**Try it**
The required output is all lines below that contain the word "syntax".

**Available data**
· · · · ·

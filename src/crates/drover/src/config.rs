//! Configuration schema for the drover exporter
//!
//! The configuration is loaded once at process start and handed to each
//! component's constructor. Nothing reads it from a global.

use drover_core::{ExportError, Result};
use serde::{Deserialize, Serialize};
use std::path::Path;

/// Main drover configuration
#[derive(Debug, Clone, Serialize, Deserialize, Default)]
pub struct DroverConfig {
    /// Source database configuration
    #[serde(default)]
    pub source: SourceConfig,

    /// Sink stream configuration
    #[serde(default)]
    pub sink: SinkConfig,

    /// Export loop configuration
    #[serde(default)]
    pub export: ExportConfig,

    /// Send retry configuration
    #[serde(default)]
    pub retry: RetryConfig,

    /// Logging configuration
    #[serde(default)]
    pub logging: LoggingConfig,
}

/// Source database configuration
#[derive(Debug, Clone, Serialize, Deserialize)]
pub struct SourceConfig {
    /// Database connection URL (supports environment variable interpolation)
    #[serde(default = "default_database_url")]
    pub database_url: String,

    /// Table to export
    #[serde(default = "default_table")]
    pub table: String,

    /// Custom base query overriding the generated `SELECT * FROM <table>`
    ///
    /// Must not carry its own LIMIT clause; the exporter appends pagination.
    #[serde(default)]
    pub query: Option<String>,

    /// Column ordering the scan, so offset windows are deterministic
    #[serde(default = "default_order_column")]
    pub order_column: String,

    /// Username for sources that authenticate out-of-URL
    /// (supports environment variable interpolation)
    #[serde(default)]
    pub username: Option<String>,

    /// Password for sources that authenticate out-of-URL
    /// (supports environment variable interpolation)
    #[serde(default)]
    pub password: Option<String>,
}

fn default_database_url() -> String {
    "sqlite://drover.db".to_string()
}

fn default_table() -> String {
    "records".to_string()
}

fn default_order_column() -> String {
    "id".to_string()
}

impl Default for SourceConfig {
    fn default() -> Self {
        Self {
            database_url: default_database_url(),
            table: default_table(),
            query: None,
            order_column: default_order_column(),
            username: None,
            password: None,
        }
    }
}

/// Sink stream configuration
#[derive(Debug, Clone, Serialize, Deserialize)]
pub struct SinkConfig {
    /// Directory the file-stream transport writes partition files into
    #[serde(default = "default_sink_directory")]
    pub directory: String,

    /// Topic name, used as the partition file prefix
    #[serde(default = "default_topic")]
    pub topic: String,

    /// Producer identity reported when the transport opens
    #[serde(default = "default_client_id")]
    pub client_id: String,

    /// Number of partitions records are hashed across
    #[serde(default = "default_partitions")]
    pub partitions: u32,
}

fn default_sink_directory() -> String {
    "out".to_string()
}

fn default_topic() -> String {
    "records".to_string()
}

fn default_client_id() -> String {
    "drover-exporter".to_string()
}

fn default_partitions() -> u32 {
    4
}

impl Default for SinkConfig {
    fn default() -> Self {
        Self {
            directory: default_sink_directory(),
            topic: default_topic(),
            client_id: default_client_id(),
            partitions: default_partitions(),
        }
    }
}

/// Export loop configuration
#[derive(Debug, Clone, Serialize, Deserialize)]
pub struct ExportConfig {
    /// Records fetched per batch
    #[serde(default = "default_batch_size")]
    pub batch_size: usize,

    /// Target record count, the loop's stopping criterion
    #[serde(default = "default_total_records")]
    pub total_records: u64,

    /// Checkpoint file path
    #[serde(default = "default_checkpoint_file")]
    pub checkpoint_file: String,
}

fn default_batch_size() -> usize {
    10_000
}

fn default_total_records() -> u64 {
    6_000_000
}

fn default_checkpoint_file() -> String {
    "checkpoint.json".to_string()
}

impl Default for ExportConfig {
    fn default() -> Self {
        Self {
            batch_size: default_batch_size(),
            total_records: default_total_records(),
            checkpoint_file: default_checkpoint_file(),
        }
    }
}

/// Send retry configuration
#[derive(Debug, Clone, Serialize, Deserialize)]
pub struct RetryConfig {
    /// Maximum number of retry attempts per record send
    #[serde(default = "default_max_retries")]
    pub max_retries: u32,

    /// Base backoff delay in milliseconds, grows linearly per attempt
    #[serde(default = "default_backoff_ms")]
    pub backoff_ms: u64,

    /// Upper bound on the backoff delay in milliseconds
    #[serde(default = "default_backoff_cap_ms")]
    pub backoff_cap_ms: u64,

    /// Seconds to wait for a send acknowledgment before treating it as failed
    #[serde(default = "default_ack_timeout_secs")]
    pub ack_timeout_secs: u64,
}

fn default_max_retries() -> u32 {
    5
}

fn default_backoff_ms() -> u64 {
    1_000
}

fn default_backoff_cap_ms() -> u64 {
    10_000
}

fn default_ack_timeout_secs() -> u64 {
    10
}

impl Default for RetryConfig {
    fn default() -> Self {
        Self {
            max_retries: default_max_retries(),
            backoff_ms: default_backoff_ms(),
            backoff_cap_ms: default_backoff_cap_ms(),
            ack_timeout_secs: default_ack_timeout_secs(),
        }
    }
}

/// Logging configuration
#[derive(Debug, Clone, Serialize, Deserialize)]
pub struct LoggingConfig {
    /// Log level: "trace", "debug", "info", "warn", "error"
    #[serde(default = "default_level")]
    pub level: String,
}

fn default_level() -> String {
    "info".to_string()
}

impl Default for LoggingConfig {
    fn default() -> Self {
        Self {
            level: default_level(),
        }
    }
}

impl DroverConfig {
    /// Load configuration from a TOML file
    ///
    /// Resolves `${VAR}` references and validates the result.
    pub fn load(path: &Path) -> Result<Self> {
        let text = std::fs::read_to_string(path).map_err(|e| {
            ExportError::Config(format!("Cannot read config file {}: {}", path.display(), e))
        })?;

        let mut config: DroverConfig = toml::from_str(&text)
            .map_err(|e| ExportError::Config(format!("Invalid config file: {}", e)))?;

        config.resolve_env_vars();
        config.validate()?;
        Ok(config)
    }

    /// Resolve environment variables in configuration values
    ///
    /// Supports ${VAR_NAME} syntax in string fields
    pub fn resolve_env_vars(&mut self) {
        self.source.database_url = Self::expand_env_var(&self.source.database_url);

        if let Some(ref username) = self.source.username {
            self.source.username = Some(Self::expand_env_var(username));
        }

        if let Some(ref password) = self.source.password {
            self.source.password = Some(Self::expand_env_var(password));
        }
    }

    /// Expand environment variable in a string
    ///
    /// Supports ${VAR_NAME} syntax
    fn expand_env_var(value: &str) -> String {
        if value.starts_with("${") && value.ends_with('}') {
            let var_name = &value[2..value.len() - 1];
            std::env::var(var_name).unwrap_or_else(|_| value.to_string())
        } else {
            value.to_string()
        }
    }

    /// Reject configurations the exporter cannot run with
    pub fn validate(&self) -> Result<()> {
        if self.export.batch_size == 0 {
            return Err(ExportError::Config(
                "export.batch_size must be greater than 0".to_string(),
            ));
        }

        if self.retry.max_retries == 0 {
            return Err(ExportError::Config(
                "retry.max_retries must be greater than 0".to_string(),
            ));
        }

        if self.retry.backoff_cap_ms < self.retry.backoff_ms {
            return Err(ExportError::Config(
                "retry.backoff_cap_ms must not be lower than retry.backoff_ms".to_string(),
            ));
        }

        if self.sink.partitions == 0 {
            return Err(ExportError::Config(
                "sink.partitions must be greater than 0".to_string(),
            ));
        }

        if let Some(ref query) = self.source.query {
            // Pagination is appended to the base query; a second LIMIT
            // clause would silently truncate every batch.
            if query.to_lowercase().contains("limit") {
                return Err(ExportError::Config(
                    "source.query must not contain a LIMIT clause".to_string(),
                ));
            }
        }

        Ok(())
    }
}
//! Retrying sink writer
//!
//! Drives one record at a time through the transport: wait for the
//! acknowledgment with a timeout, back off linearly between attempts,
//! and report delivered/failed per record. A record that exhausts its
//! attempt budget is a `false`, never an error; only a stop request
//! aborts the call.

use crate::health::SinkHealth;
use crate::retry::RetryPolicy;
use crate::shutdown::ShutdownCoordinator;
use drover_core::{ExportError, Record, Result, SinkTransport};
use tokio::time::{sleep, timeout};
use tracing::{debug, info, warn};

/// Delivery state machine over a [`SinkTransport`]
pub struct SinkWriter<T: SinkTransport> {
    transport: T,
    policy: RetryPolicy,
    health: SinkHealth,
    shutdown: ShutdownCoordinator,
}

impl<T: SinkTransport> SinkWriter<T> {
    /// Create a writer over a transport
    ///
    /// The health breaker trips after `max_retries` consecutive exhausted
    /// sends, mirroring the per-record attempt budget.
    pub fn new(transport: T, policy: RetryPolicy, shutdown: ShutdownCoordinator) -> Self {
        let health = SinkHealth::new(policy.max_retries);
        Self {
            transport,
            policy,
            health,
            shutdown,
        }
    }

    /// Send one record, retrying per the policy
    ///
    /// Returns `Ok(true)` when the sink acknowledged the record,
    /// `Ok(false)` when it could not be delivered (serialization failure
    /// or exhausted retries), and `Err(Cancelled)` when a stop request
    /// arrived while the send was in flight or backing off.
    pub async fn send_record(&mut self, record: &Record) -> Result<bool> {
        let payload = match record.to_payload() {
            Ok(payload) => payload,
            Err(e) => {
                // Not the sink's fault; counts against the batch but not
                // against sink health.
                warn!(error = %e, "Failed to serialize record, counting as failed");
                return Ok(false);
            }
        };
        let key = record.key();
        let shutdown = self.shutdown.clone();

        for attempt in 1..=self.policy.max_retries {
            if shutdown.is_stop_requested() {
                return Err(ExportError::Cancelled);
            }

            let attempt_result = tokio::select! {
                _ = shutdown.stopped() => return Err(ExportError::Cancelled),
                result = timeout(self.policy.ack_timeout, self.transport.send(&key, &payload)) => result,
            };

            match attempt_result {
                Ok(Ok(())) => {
                    self.health.record_success();
                    if attempt > 1 {
                        debug!(key = %key, attempt = attempt, "Send succeeded after retry");
                    }
                    return Ok(true);
                }
                Ok(Err(e)) => {
                    warn!(
                        key = %key,
                        attempt = attempt,
                        max_retries = self.policy.max_retries,
                        error = %e,
                        "Send attempt failed"
                    );
                }
                Err(_) => {
                    warn!(
                        key = %key,
                        attempt = attempt,
                        max_retries = self.policy.max_retries,
                        timeout_secs = self.policy.ack_timeout.as_secs(),
                        "Send acknowledgment timed out"
                    );
                }
            }

            if attempt < self.policy.max_retries {
                let delay = self.policy.delay_for(attempt);
                debug!(
                    key = %key,
                    attempt = attempt,
                    delay_ms = delay.as_millis() as u64,
                    "Retrying send after delay"
                );
                tokio::select! {
                    _ = shutdown.stopped() => return Err(ExportError::Cancelled),
                    _ = sleep(delay) => {}
                }
            }
        }

        self.health.record_failure();
        warn!(
            key = %key,
            attempts = self.policy.max_retries,
            "Record send exhausted all retries"
        );
        Ok(false)
    }

    /// Ask the transport to make accepted sends durable
    ///
    /// Flush problems are logged, not raised; the per-record accounting
    /// already decided the batch's fate.
    pub async fn flush(&mut self) {
        match self.transport.flush().await {
            Ok(()) => debug!("Sink flushed"),
            Err(e) => warn!(error = %e, "Sink flush failed"),
        }
    }

    /// Whether the health breaker is still closed
    pub fn is_healthy(&self) -> bool {
        self.health.is_healthy()
    }

    /// Breaker introspection
    pub fn health(&self) -> &SinkHealth {
        &self.health
    }

    /// Release the transport
    pub async fn close(&mut self) {
        self.transport.close().await;
        info!("Sink writer closed");
    }
}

· · · · ·

**Written solution**
    /// Supports ${VAR_NAME} syntax in string fields
    /// Supports ${VAR_NAME} syntax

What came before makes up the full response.